The strategic question for the multinationals is whether to dive into the big local markets for traditional forms of hooch such as
Cahaça, a sugarcane-based product beloved in Brazil, or
shochu, a vodka-like beverage enjoyed in Japan and beyond.
Pernod Ricard sells local products in Thailand and elsewhere, the report says, using the distribution system to support its efforts with international brands. It's a strategy similar to that of InBev SA in beer, which got big enough to buy Anheuser-Busch Cos. by building a huge portfolio of local brands around the world and layering a handful on international brands on top of them.

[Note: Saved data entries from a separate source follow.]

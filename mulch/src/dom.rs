//! Arena-based DOM owned by a single [`Document`].
//!
//! Key properties:
//! - **indextree Arena**: all nodes of one parse live in contiguous memory,
//!   addressed by [`NodeId`] handles instead of owning pointers
//! - **Bulk deallocation**: dropping the Document frees the whole tree;
//!   only [`Document::remove_child`] releases a subtree early
//! - **Handle identity**: two `NodeId`s naming the same slot compare equal
//!   and alias the same underlying node

use indextree::{Arena, NodeId};
use tendril::StrTendril;

/// Classification of a node, derived from its tag name at read time.
///
/// Tags outside the fixed table classify as [`NodeType::Unknown`].
#[derive(Debug, Clone, Copy, PartialEq, Eq, Hash)]
pub enum NodeType {
    /// `<a>`
    Href,
    /// A text node (libxml-style tag name `"text"`)
    Text,
    /// `<code>`
    Code,
    /// `<span>`
    Span,
    /// `<p>`
    Paragraph,
    /// `<li>`
    List,
    /// `<ul>`
    UnorderedList,
    /// `<image>`
    Image,
    /// `<ol>`
    OrderedList,
    /// `<strong>`
    Strong,
    /// `<pre>`
    Preformatted,
    /// `<blockquote>`
    Blockquote,
    /// Anything else
    Unknown,
}

impl NodeType {
    /// Classify a tag name.
    pub fn from_tag(tag: &str) -> Self {
        match tag {
            "a" => NodeType::Href,
            "text" => NodeType::Text,
            "code" => NodeType::Code,
            "span" => NodeType::Span,
            "p" => NodeType::Paragraph,
            "li" => NodeType::List,
            "ul" => NodeType::UnorderedList,
            "image" => NodeType::Image,
            "ol" => NodeType::OrderedList,
            "strong" => NodeType::Strong,
            "pre" => NodeType::Preformatted,
            "blockquote" => NodeType::Blockquote,
            _ => NodeType::Unknown,
        }
    }
}

/// An ordered collection of attributes.
///
/// Insertion order is preserved. The storage itself does not force names to
/// be unique; lookup by name returns the first match, case-sensitively.
#[derive(Debug, Clone, Default, PartialEq)]
pub struct Attributes {
    entries: Vec<(String, StrTendril)>,
}

impl Attributes {
    /// Create an empty attribute collection.
    pub fn new() -> Self {
        Self {
            entries: Vec::new(),
        }
    }

    /// Collect from (name, value) pairs, keeping source order.
    pub fn collect_from<I>(iter: I) -> Self
    where
        I: IntoIterator<Item = (String, StrTendril)>,
    {
        Self {
            entries: iter.into_iter().collect(),
        }
    }

    /// Value of the first attribute whose name matches exactly.
    pub fn get(&self, name: &str) -> Option<&str> {
        self.entries
            .iter()
            .find(|(n, _)| n == name)
            .map(|(_, v)| v.as_ref())
    }

    /// Overwrite the first attribute with this name, or append a new one.
    pub fn set(&mut self, name: &str, value: &str) {
        if let Some((_, v)) = self.entries.iter_mut().find(|(n, _)| n == name) {
            *v = StrTendril::from(value);
        } else {
            self.entries.push((name.to_string(), StrTendril::from(value)));
        }
    }

    /// Append only if the name is not present yet (parser first-wins policy).
    pub fn set_if_missing(&mut self, name: &str, value: StrTendril) {
        if !self.entries.iter().any(|(n, _)| n == name) {
            self.entries.push((name.to_string(), value));
        }
    }

    /// Remove the first attribute with this name, returning its old value.
    pub fn remove(&mut self, name: &str) -> Option<StrTendril> {
        let pos = self.entries.iter().position(|(n, _)| n == name)?;
        Some(self.entries.remove(pos).1)
    }

    /// Check whether an attribute with this name exists.
    pub fn contains(&self, name: &str) -> bool {
        self.entries.iter().any(|(n, _)| n == name)
    }

    /// Iterate over all attributes in insertion order.
    pub fn iter(&self) -> impl Iterator<Item = (&str, &str)> {
        self.entries.iter().map(|(n, v)| (n.as_str(), v.as_ref()))
    }

    /// Number of attributes.
    pub fn len(&self) -> usize {
        self.entries.len()
    }

    /// True if there are no attributes.
    pub fn is_empty(&self) -> bool {
        self.entries.is_empty()
    }
}

/// Element payload (tag + attributes).
#[derive(Debug, Clone, PartialEq)]
pub struct ElementData {
    /// Tag name (StrTendril shares the source buffer via refcounting)
    pub tag: StrTendril,
    /// Attributes in source order
    pub attrs: Attributes,
}

/// What goes in each arena slot.
#[derive(Debug, Clone, PartialEq)]
pub enum NodeData {
    /// Document pseudo-root (invisible, parent of `<html>`)
    Document,
    /// Element with tag and attributes
    Element(ElementData),
    /// Text content
    Text(StrTendril),
    /// HTML comment
    Comment(StrTendril),
}

impl NodeData {
    /// Returns true if this is an element node.
    pub fn is_element(&self) -> bool {
        matches!(self, NodeData::Element(_))
    }

    /// Returns true if this is a text node.
    pub fn is_text(&self) -> bool {
        matches!(self, NodeData::Text(_))
    }

    /// Get as element reference.
    pub fn as_element(&self) -> Option<&ElementData> {
        match self {
            NodeData::Element(e) => Some(e),
            _ => None,
        }
    }

    /// Get as mutable element reference.
    pub fn as_element_mut(&mut self) -> Option<&mut ElementData> {
        match self {
            NodeData::Element(e) => Some(e),
            _ => None,
        }
    }

    /// The node's tag name, following libxml naming: elements report their
    /// tag, text nodes report `"text"`, comments `"comment"`.
    pub fn tag_name(&self) -> Option<&str> {
        match self {
            NodeData::Document => None,
            NodeData::Element(e) => Some(e.tag.as_ref()),
            NodeData::Text(_) => Some("text"),
            NodeData::Comment(_) => Some("comment"),
        }
    }
}

/// A parsed (or programmatically built) tree and the arena that owns every
/// node in it.
///
/// All `NodeId` handles obtained from a Document are valid only while that
/// Document lives. Handles into a subtree released by
/// [`remove_child`](Document::remove_child) resolve to nothing afterwards.
#[derive(Debug, Clone)]
pub struct Document {
    /// THE tree - all nodes live here
    pub arena: Arena<NodeData>,
    /// The document pseudo-node (parent of the root element)
    pub(crate) document: NodeId,
    /// DOCTYPE if present (usually "html")
    pub doctype: Option<StrTendril>,
    /// Declared encoding resolved at parse time
    pub(crate) encoding: &'static encoding_rs::Encoding,
}

impl Document {
    /// Create an empty document (one pseudo-root, no elements) for pure
    /// mutation sessions.
    pub fn new() -> Self {
        let mut arena = Arena::new();
        let document = arena.new_node(NodeData::Document);
        Self {
            arena,
            document,
            doctype: None,
            encoding: encoding_rs::UTF_8,
        }
    }

    /// The document pseudo-node, origin for whole-tree searches.
    pub fn document_node(&self) -> NodeId {
        self.document
    }

    /// Canonical name of the document's declared encoding.
    pub fn encoding_name(&self) -> &'static str {
        self.encoding.name()
    }

    /// Get immutable reference to node data.
    pub fn get(&self, id: NodeId) -> &NodeData {
        self.arena[id].get()
    }

    /// Get mutable reference to node data.
    pub fn get_mut(&mut self, id: NodeId) -> &mut NodeData {
        self.arena[id].get_mut()
    }

    /// The topmost parsed element (usually `<html>`).
    pub fn root(&self) -> Option<NodeId> {
        self.document
            .children(&self.arena)
            .find(|&id| self.arena[id].get().is_element())
    }

    /// The `<head>` element if present.
    pub fn head(&self) -> Option<NodeId> {
        let root = self.root()?;
        self.find_child_by_tag(root, "head")
    }

    /// The `<body>` element if present.
    pub fn body(&self) -> Option<NodeId> {
        let root = self.root()?;
        self.find_child_by_tag(root, "body")
    }

    // ------------------------------------------------------------------
    // Tree links
    // ------------------------------------------------------------------

    /// Parent node, if any. The root element's parent is the document
    /// pseudo-node.
    pub fn parent(&self, id: NodeId) -> Option<NodeId> {
        self.arena.get(id).and_then(|node| node.parent())
    }

    /// First child, if any.
    pub fn first_child(&self, id: NodeId) -> Option<NodeId> {
        self.arena.get(id).and_then(|node| node.first_child())
    }

    /// Next sibling, if any.
    pub fn next_sibling(&self, id: NodeId) -> Option<NodeId> {
        self.arena.get(id).and_then(|node| node.next_sibling())
    }

    /// Previous sibling, if any.
    pub fn previous_sibling(&self, id: NodeId) -> Option<NodeId> {
        self.arena.get(id).and_then(|node| node.previous_sibling())
    }

    /// All direct children, as a snapshot taken at call time.
    pub fn children(&self, id: NodeId) -> Vec<NodeId> {
        id.children(&self.arena).collect()
    }

    // ------------------------------------------------------------------
    // Tag, type, attributes, content
    // ------------------------------------------------------------------

    /// The node's tag name (`"text"` for text nodes, `"comment"` for
    /// comments, absent for the document pseudo-node).
    pub fn tag_name(&self, id: NodeId) -> Option<&str> {
        self.arena.get(id).and_then(|node| node.get().tag_name())
    }

    /// Rename an element in place. Attributes and children are untouched.
    /// No-op on non-element nodes.
    pub fn set_tag_name(&mut self, id: NodeId, tag: &str) {
        if let NodeData::Element(elem) = self.arena[id].get_mut() {
            elem.tag = StrTendril::from(tag);
        }
    }

    /// Classification of the node, computed from its tag name.
    pub fn node_type(&self, id: NodeId) -> NodeType {
        self.tag_name(id).map_or(NodeType::Unknown, NodeType::from_tag)
    }

    /// Value of the first attribute whose name matches exactly.
    pub fn attr(&self, id: NodeId, name: &str) -> Option<&str> {
        self.arena.get(id)?.get().as_element()?.attrs.get(name)
    }

    /// Create-or-overwrite an attribute. No-op on non-element nodes.
    pub fn set_attr(&mut self, id: NodeId, name: &str, value: &str) {
        if let NodeData::Element(elem) = self.arena[id].get_mut() {
            elem.attrs.set(name, value);
        }
    }

    /// Remove an attribute entirely, returning its old value.
    pub fn remove_attr(&mut self, id: NodeId, name: &str) -> Option<StrTendril> {
        self.arena[id].get_mut().as_element_mut()?.attrs.remove(name)
    }

    /// Value of the `class` attribute.
    pub fn class_name(&self, id: NodeId) -> Option<&str> {
        self.attr(id, "class")
    }

    /// Text of the node's *first child* only - shallow extraction without
    /// recursing. Present when that child is a text or comment node.
    pub fn content(&self, id: NodeId) -> Option<&str> {
        let first = self.arena.get(id)?.first_child()?;
        match self.arena[first].get() {
            NodeData::Text(t) | NodeData::Comment(t) => Some(t.as_ref()),
            _ => None,
        }
    }

    /// Full text of the node's subtree, concatenated in document order.
    /// Comments below the node do not contribute; a comment node queried
    /// directly yields its own text.
    pub fn text_content(&self, id: NodeId) -> String {
        let mut out = String::new();
        for n in id.descendants(&self.arena) {
            match self.arena[n].get() {
                NodeData::Text(t) => out.push_str(t),
                NodeData::Comment(t) if n == id => out.push_str(t),
                _ => {}
            }
        }
        out
    }

    // ------------------------------------------------------------------
    // Mutation
    // ------------------------------------------------------------------

    /// Create a new, detached element node in this document's arena.
    pub fn create_element(&mut self, tag: &str) -> NodeId {
        self.arena.new_node(NodeData::Element(ElementData {
            tag: StrTendril::from(tag),
            attrs: Attributes::new(),
        }))
    }

    /// Create a new, detached text node in this document's arena.
    pub fn create_text(&mut self, text: &str) -> NodeId {
        self.arena.new_node(NodeData::Text(StrTendril::from(text)))
    }

    /// Unlink `child` from wherever it currently sits, then append it as the
    /// last child of `parent`.
    ///
    /// No cycle check is performed: the caller must not attach an ancestor
    /// below one of its own descendants.
    pub fn append_child(&mut self, parent: NodeId, child: NodeId) {
        child.detach(&mut self.arena);
        parent.append(child, &mut self.arena);
    }

    /// Unlink `child` from its parent and siblings without freeing it.
    /// Detaching an already-detached node is a no-op.
    pub fn detach(&mut self, child: NodeId) {
        child.detach(&mut self.arena);
    }

    /// Unlink `child` and free its whole subtree. Handles into the removed
    /// subtree resolve to nothing afterwards.
    pub fn remove_child(&mut self, child: NodeId) {
        child.detach(&mut self.arena);
        child.remove_subtree(&mut self.arena);
    }
}

impl Default for Document {
    fn default() -> Self {
        Self::new()
    }
}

But the other multinationals apparently don't think the local drinks fit with their international brands, at least not yet.
The Just-drinks authors think this may be a mistake, pointing to the success of tequila in going from a national drink to an international one. This is an even more impressive achievement considering tequila tastes awful and gives you a headache, though the report doesn't get into this.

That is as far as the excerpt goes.